He is also blamed for not being able to prosecute the perpetrators of alleged human rights abuses. That, however, is a matter for the court to decide – though the most vocal voices calling for investigations are simply asking for the consolation prize for the defeat of the LTTE. 


However, Sirisena failed in many other counts, primarily because, he simply failed to use the powers at his disposal as executive President. 


His letting of the UNP to run the show ended in a disaster. The economy stagnated for over four years, and grew at less than four per cent annually, which was lower than the average economic growth rate during independence. 


Relations with China, the main development partner, were mishandled. The development work of the Chinese-funded  Port City was suspended for nearly a year, despite Sirisena’s promise to President Xi Jinping for speedy resumption of work. Policy paralysis and indecisiveness of the ‘Yahapalanaya’ Government shattered investor confidence. Yahapalanaya could never get out of its mindset of being political opposition, probably the UNP was there for too long. The country was not governed, it was rather on autopilot for most of the time. 


President Sirisena was a bit too simpleton to dissect the problem. However, invariably, the economic rot accumulated during the past five years is unwarranted. Sri Lankans in general share a sense of urgency in economic development. That was never fully acted upon by Yahapalanaya. 


At the personal level too, President Sirisena failed, there again, his failure was primarily due to failure at shrewd utilisation of power at his disposal. 

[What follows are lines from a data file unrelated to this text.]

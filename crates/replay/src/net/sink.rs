use std::future::Future;
use std::io;
use std::net::{IpAddr, Ipv4Addr, SocketAddr};

use tokio::io::{AsyncWrite, AsyncWriteExt};
use tokio::net::UdpSocket;

use crate::config::BroadcastConfig;

#[derive(Debug, thiserror::Error)]
pub enum SinkError {
    #[error("peer disconnected")]
    Disconnected,
    #[error("write failed: {0}")]
    Io(io::Error),
}

impl From<io::Error> for SinkError {
    fn from(err: io::Error) -> Self {
        if is_disconnect(&err) {
            SinkError::Disconnected
        } else {
            SinkError::Io(err)
        }
    }
}

/// Errors that mean the other end of a stream has gone away.
pub fn is_disconnect(err: &io::Error) -> bool {
    matches!(
        err.kind(),
        io::ErrorKind::BrokenPipe
            | io::ErrorKind::ConnectionReset
            | io::ErrorKind::ConnectionAborted
            | io::ErrorKind::NotConnected
            | io::ErrorKind::UnexpectedEof
            | io::ErrorKind::WriteZero
    )
}

/// Destination for replayed lines.
pub trait Sink {
    /// Writes one already-terminated line.
    fn send(&mut self, bytes: &[u8]) -> impl Future<Output = Result<(), SinkError>> + Send;
}

/// Sink over a connected byte stream, normally a `TcpStream`.
#[derive(Debug)]
pub struct StreamSink<W> {
    inner: W,
}

impl<W> StreamSink<W> {
    pub fn new(inner: W) -> Self {
        Self { inner }
    }

    pub fn into_inner(self) -> W {
        self.inner
    }
}

impl<W> Sink for StreamSink<W>
where
    W: AsyncWrite + Unpin + Send,
{
    async fn send(&mut self, bytes: &[u8]) -> Result<(), SinkError> {
        self.inner.write_all(bytes).await?;
        self.inner.flush().await?;
        Ok(())
    }
}

/// Sends every line as one datagram from each source socket.
///
/// Delivery is never confirmed; send failures are logged and dropped.
#[derive(Debug)]
pub struct BroadcastSink {
    sockets: Vec<UdpSocket>,
    destination: SocketAddr,
    datagrams_sent: u64,
    datagrams_failed: u64,
}

impl BroadcastSink {
    pub async fn bind(config: &BroadcastConfig) -> io::Result<Self> {
        let sources = if config.sources.is_empty() {
            vec![Ipv4Addr::UNSPECIFIED]
        } else {
            config.sources.clone()
        };

        let mut sockets = Vec::with_capacity(sources.len());
        for source in sources {
            let socket = UdpSocket::bind(SocketAddr::new(IpAddr::V4(source), 0)).await?;
            socket.set_broadcast(true)?;
            log::debug!("Broadcast source bound to {}", socket.local_addr()?);
            sockets.push(socket);
        }

        Ok(Self {
            sockets,
            destination: config.destination_addr(),
            datagrams_sent: 0,
            datagrams_failed: 0,
        })
    }

    pub fn destination(&self) -> SocketAddr {
        self.destination
    }

    pub fn source_addrs(&self) -> Vec<SocketAddr> {
        self.sockets
            .iter()
            .filter_map(|socket| socket.local_addr().ok())
            .collect()
    }

    pub fn datagrams_sent(&self) -> u64 {
        self.datagrams_sent
    }

    pub fn datagrams_failed(&self) -> u64 {
        self.datagrams_failed
    }
}

impl Sink for BroadcastSink {
    async fn send(&mut self, bytes: &[u8]) -> Result<(), SinkError> {
        for socket in &self.sockets {
            match socket.send_to(bytes, self.destination).await {
                Ok(_) => self.datagrams_sent += 1,
                Err(e) => {
                    self.datagrams_failed += 1;
                    log::debug!("Datagram to {} dropped: {}", self.destination, e);
                }
            }
        }
        Ok(())
    }
}

#[cfg(test)]
mod tests {
    use super::*;

    #[test]
    fn disconnect_kinds_map_to_disconnected() {
        for kind in [
            io::ErrorKind::BrokenPipe,
            io::ErrorKind::ConnectionReset,
            io::ErrorKind::ConnectionAborted,
        ] {
            let err = SinkError::from(io::Error::from(kind));
            assert!(matches!(err, SinkError::Disconnected), "{kind:?}");
        }

        let err = SinkError::from(io::Error::from(io::ErrorKind::PermissionDenied));
        assert!(matches!(err, SinkError::Io(_)));
    }

    #[tokio::test]
    async fn stream_sink_writes_bytes_unchanged() {
        let mut sink = StreamSink::new(Vec::new());
        sink.send(b"00:00:00.000000 $IIHDG,1*00\r\n").await.unwrap();
        sink.send(b"00:00:00.100000 $IIHDG,2*00\r\n").await.unwrap();

        assert_eq!(
            sink.into_inner(),
            b"00:00:00.000000 $IIHDG,1*00\r\n00:00:00.100000 $IIHDG,2*00\r\n".to_vec()
        );
    }

    #[tokio::test]
    async fn broadcast_sink_sends_one_datagram_per_source() {
        let receiver = UdpSocket::bind("127.0.0.1:0").await.unwrap();
        let port = receiver.local_addr().unwrap().port();

        let config = BroadcastConfig {
            port,
            destination: Ipv4Addr::LOCALHOST,
            sources: vec![Ipv4Addr::LOCALHOST, Ipv4Addr::LOCALHOST],
        };
        let mut sink = BroadcastSink::bind(&config).await.unwrap();
        sink.send(b"12:00:00.000000 A\r\n").await.unwrap();

        let mut buf = [0u8; 64];
        for _ in 0..2 {
            let (n, _) = receiver.recv_from(&mut buf).await.unwrap();
            assert_eq!(&buf[..n], b"12:00:00.000000 A\r\n");
        }
        assert_eq!(sink.datagrams_sent(), 2);
        assert_eq!(sink.source_addrs().len(), 2);
    }
}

Politics is about art of the use of power. Sirisena was a bad advertisement for that. The SLFP was reduced to a skeleton of its former self under his presidency. His MPs decamped to the opposition. Politics is also about playing hard ball and running rings around your opponent. In this part of the world, where politics is a zero-sum game, it is also about playing dirty when it is mandated. Some of the most successful Asian statesmen such as Mahathir Mohamad and Lee Kuan Yew are embodiments of that game. One had his primary contender jailed and the other made his opposition leader bankrupt. 


Maithripala Sirisena is a measured politician who leaves a modest political legacy. He was perhaps too restrained for too long, that denied him a tenure of pro-active presidency. 


Whether his successor would be as measured as he was in using powers of the executive presidency should now be everyone’s worry.